____ Records supplied

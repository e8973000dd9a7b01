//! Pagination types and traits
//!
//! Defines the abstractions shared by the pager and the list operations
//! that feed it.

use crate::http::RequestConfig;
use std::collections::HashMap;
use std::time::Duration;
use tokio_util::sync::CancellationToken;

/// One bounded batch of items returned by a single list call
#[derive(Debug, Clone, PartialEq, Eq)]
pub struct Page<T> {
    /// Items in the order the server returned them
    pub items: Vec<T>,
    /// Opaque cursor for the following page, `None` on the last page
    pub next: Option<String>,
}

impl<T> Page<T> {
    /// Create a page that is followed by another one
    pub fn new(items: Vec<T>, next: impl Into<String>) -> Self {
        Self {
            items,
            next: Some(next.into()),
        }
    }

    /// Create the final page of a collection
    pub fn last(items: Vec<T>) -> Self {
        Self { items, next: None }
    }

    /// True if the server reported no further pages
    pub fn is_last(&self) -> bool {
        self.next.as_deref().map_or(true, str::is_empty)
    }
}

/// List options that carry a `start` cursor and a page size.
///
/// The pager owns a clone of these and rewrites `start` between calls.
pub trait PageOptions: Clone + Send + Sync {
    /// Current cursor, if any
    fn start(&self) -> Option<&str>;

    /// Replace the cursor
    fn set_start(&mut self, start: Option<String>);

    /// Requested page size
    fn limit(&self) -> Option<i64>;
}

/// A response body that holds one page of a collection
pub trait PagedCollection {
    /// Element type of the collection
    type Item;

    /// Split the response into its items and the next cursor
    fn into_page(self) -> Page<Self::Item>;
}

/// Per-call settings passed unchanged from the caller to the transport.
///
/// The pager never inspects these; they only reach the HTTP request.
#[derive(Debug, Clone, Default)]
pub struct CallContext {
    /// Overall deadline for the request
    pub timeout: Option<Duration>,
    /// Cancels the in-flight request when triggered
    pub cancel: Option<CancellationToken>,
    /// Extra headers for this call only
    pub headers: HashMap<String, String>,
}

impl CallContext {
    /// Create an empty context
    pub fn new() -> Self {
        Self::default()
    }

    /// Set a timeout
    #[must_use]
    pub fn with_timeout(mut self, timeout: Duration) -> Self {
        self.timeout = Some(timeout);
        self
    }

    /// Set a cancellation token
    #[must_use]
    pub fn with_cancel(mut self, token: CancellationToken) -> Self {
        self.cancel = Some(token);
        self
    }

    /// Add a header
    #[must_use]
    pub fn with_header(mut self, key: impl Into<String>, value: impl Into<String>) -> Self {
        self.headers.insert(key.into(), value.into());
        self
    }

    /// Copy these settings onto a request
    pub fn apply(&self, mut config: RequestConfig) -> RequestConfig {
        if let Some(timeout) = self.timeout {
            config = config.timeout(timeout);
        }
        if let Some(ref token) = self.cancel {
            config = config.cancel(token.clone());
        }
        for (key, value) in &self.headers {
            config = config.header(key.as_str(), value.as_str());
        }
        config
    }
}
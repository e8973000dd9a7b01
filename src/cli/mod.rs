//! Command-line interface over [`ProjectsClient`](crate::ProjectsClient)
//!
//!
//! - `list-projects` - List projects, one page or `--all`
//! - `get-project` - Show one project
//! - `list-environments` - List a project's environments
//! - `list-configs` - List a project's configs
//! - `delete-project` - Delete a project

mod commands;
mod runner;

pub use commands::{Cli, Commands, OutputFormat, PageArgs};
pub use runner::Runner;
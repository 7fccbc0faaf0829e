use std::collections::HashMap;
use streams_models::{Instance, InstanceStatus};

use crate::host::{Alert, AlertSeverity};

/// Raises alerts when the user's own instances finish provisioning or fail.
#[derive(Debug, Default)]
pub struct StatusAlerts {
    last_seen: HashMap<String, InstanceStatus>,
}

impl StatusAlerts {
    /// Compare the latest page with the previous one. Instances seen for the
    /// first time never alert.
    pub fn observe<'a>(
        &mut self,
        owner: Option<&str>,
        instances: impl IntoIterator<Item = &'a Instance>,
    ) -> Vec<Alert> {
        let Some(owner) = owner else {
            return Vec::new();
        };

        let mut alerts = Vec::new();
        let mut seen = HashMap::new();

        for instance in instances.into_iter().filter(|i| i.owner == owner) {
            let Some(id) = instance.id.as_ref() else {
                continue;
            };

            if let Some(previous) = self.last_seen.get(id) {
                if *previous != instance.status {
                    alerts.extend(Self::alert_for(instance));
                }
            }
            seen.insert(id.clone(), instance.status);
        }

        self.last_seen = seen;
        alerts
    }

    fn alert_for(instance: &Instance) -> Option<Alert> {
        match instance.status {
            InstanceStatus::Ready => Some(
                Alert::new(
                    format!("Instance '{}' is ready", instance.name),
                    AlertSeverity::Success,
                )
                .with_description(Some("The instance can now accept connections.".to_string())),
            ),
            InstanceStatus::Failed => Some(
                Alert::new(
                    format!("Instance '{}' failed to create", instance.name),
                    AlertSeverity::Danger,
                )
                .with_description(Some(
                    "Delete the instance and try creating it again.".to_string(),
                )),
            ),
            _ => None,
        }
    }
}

________

Starting at the line above that holds "let Some(owner) = owner" and ending at the line that holds "if *previous != instance.status", transcribe each line exactly and include no other lines.

        let Some(owner) = owner else {
            return Vec::new();
        };

        let mut alerts = Vec::new();
        let mut seen = HashMap::new();

        for instance in instances.into_iter().filter(|i| i.owner == owner) {
            let Some(id) = instance.id.as_ref() else {
                continue;
            };

            if let Some(previous) = self.last_seen.get(id) {
                if *previous != instance.status {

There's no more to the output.